Ruby 1.9.3-p194, Rails 3.1.1, Apache2.2.16, passenger 3.0.14, debian
6.0.5, linux 2.6.32-5-amd64
Recently we’ve encountered a problem with ruby/rack processes that hang
randomly and use 100% of a cpu core while processing requests. This
happens on several linux systems, with our production configuration
listed above. Our system communicates a lot with backend nodes using
bert rpc protocol, so we keep some number of connections needed to serve
a request.
Now, we’ve attached gdb to these processes and found out that they loop
in ext/socket/init.c in wait_connectable. There is a comment that
doesn’t match what I see in the code.
While debugging we’ve seen situations in which either both flags
(RB_WAITFD_IN and RB_WAITFD_OUT) or one of them were set, but not
sockerr (so it looped due to “winsock workaround”). Moreover, applying
the attached patch seems to solve these issues.
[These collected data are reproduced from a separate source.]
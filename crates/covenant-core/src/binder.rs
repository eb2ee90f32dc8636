//! # Route Binder
//!
//! Mechanical composition, no decision logic: look the route up in the
//! contract, register its method and path template with the router, and
//! file the descriptor next to the handler so the validation pipeline can
//! retrieve it at dispatch time.
//!
//! A route name missing from the contract is a configuration defect and
//! fails here, at registration time; it can never surface per-request.

use crate::contract::{Contract, Method, RouteDescriptor};
use crate::error::{Error, Result};
use crate::interceptor::Handler;
use crate::server::Server;
use std::sync::Arc;

/// Handler side-table entry: the descriptor travels with its handler
///
/// Indexed by the handler id the router assigned, which is also the
/// insertion order.
#[derive(Clone)]
pub(crate) struct BoundRoute {
    pub(crate) descriptor: Option<Arc<RouteDescriptor>>,
    pub(crate) handler: Handler,
}

impl Server {
    /// Bind `handler` to a named contract route
    ///
    /// Registers the descriptor's method and path template and attaches
    /// the descriptor for the validation pipeline.
    ///
    /// # Errors
    ///
    /// [`Error::RouteNotInContract`] when the contract does not declare
    /// `route_name`; [`Error::InvalidRoutePattern`] when the descriptor's
    /// path template cannot be registered.
    pub fn bind_contract(
        &mut self,
        contract: &Contract,
        route_name: &str,
        handler: Handler,
    ) -> Result<()> {
        let route = contract
            .route(route_name)
            .ok_or_else(|| Error::RouteNotInContract {
                contract: contract.name().to_string(),
                route: route_name.to_string(),
            })?;

        let handler_id = self.router.add_route(route.method, &route.path_template)?;
        debug_assert_eq!(handler_id, self.routes.len());
        self.routes.push(BoundRoute {
            descriptor: Some(route),
            handler,
        });
        Ok(())
    }

    /// Register a route without a contract
    ///
    /// The request passes through the pipeline unvalidated and the
    /// handler's value is emitted without an envelope.
    ///
    /// # Errors
    ///
    /// [`Error::InvalidRoutePattern`] when the path cannot be registered.
    pub fn add_route(&mut self, method: Method, path: &str, handler: Handler) -> Result<()> {
        let handler_id = self.router.add_route(method, path)?;
        debug_assert_eq!(handler_id, self.routes.len());
        self.routes.push(BoundRoute {
            descriptor: None,
            handler,
        });
        Ok(())
    }
}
Note that I kept
original conditions, so they still don’t match what the comment about
the book says. We’ve observed it hanging on connections other than to
our backend.
However, we don’t know what exactly triggers this behavior and how this
code is supposed to work, and this is a stable ruby release after all,
so I feel uneasy about
keeping this patch.
So, does somebody know how this code is supposed to work, what could
trigger this condition, if this possibly is a bug, if so if this fix is
valid and if this change breaks anything obvious? Or should I write
on the dev list? Thanks.
The comment I refered to:
“Stevens book says, succuessful finish turn on RB_WAITFD_OUT and
failure finish turn on both RB_WAITFD_IN and RB_WAITFD_OUT.”
Our quick patch attached.
Marcin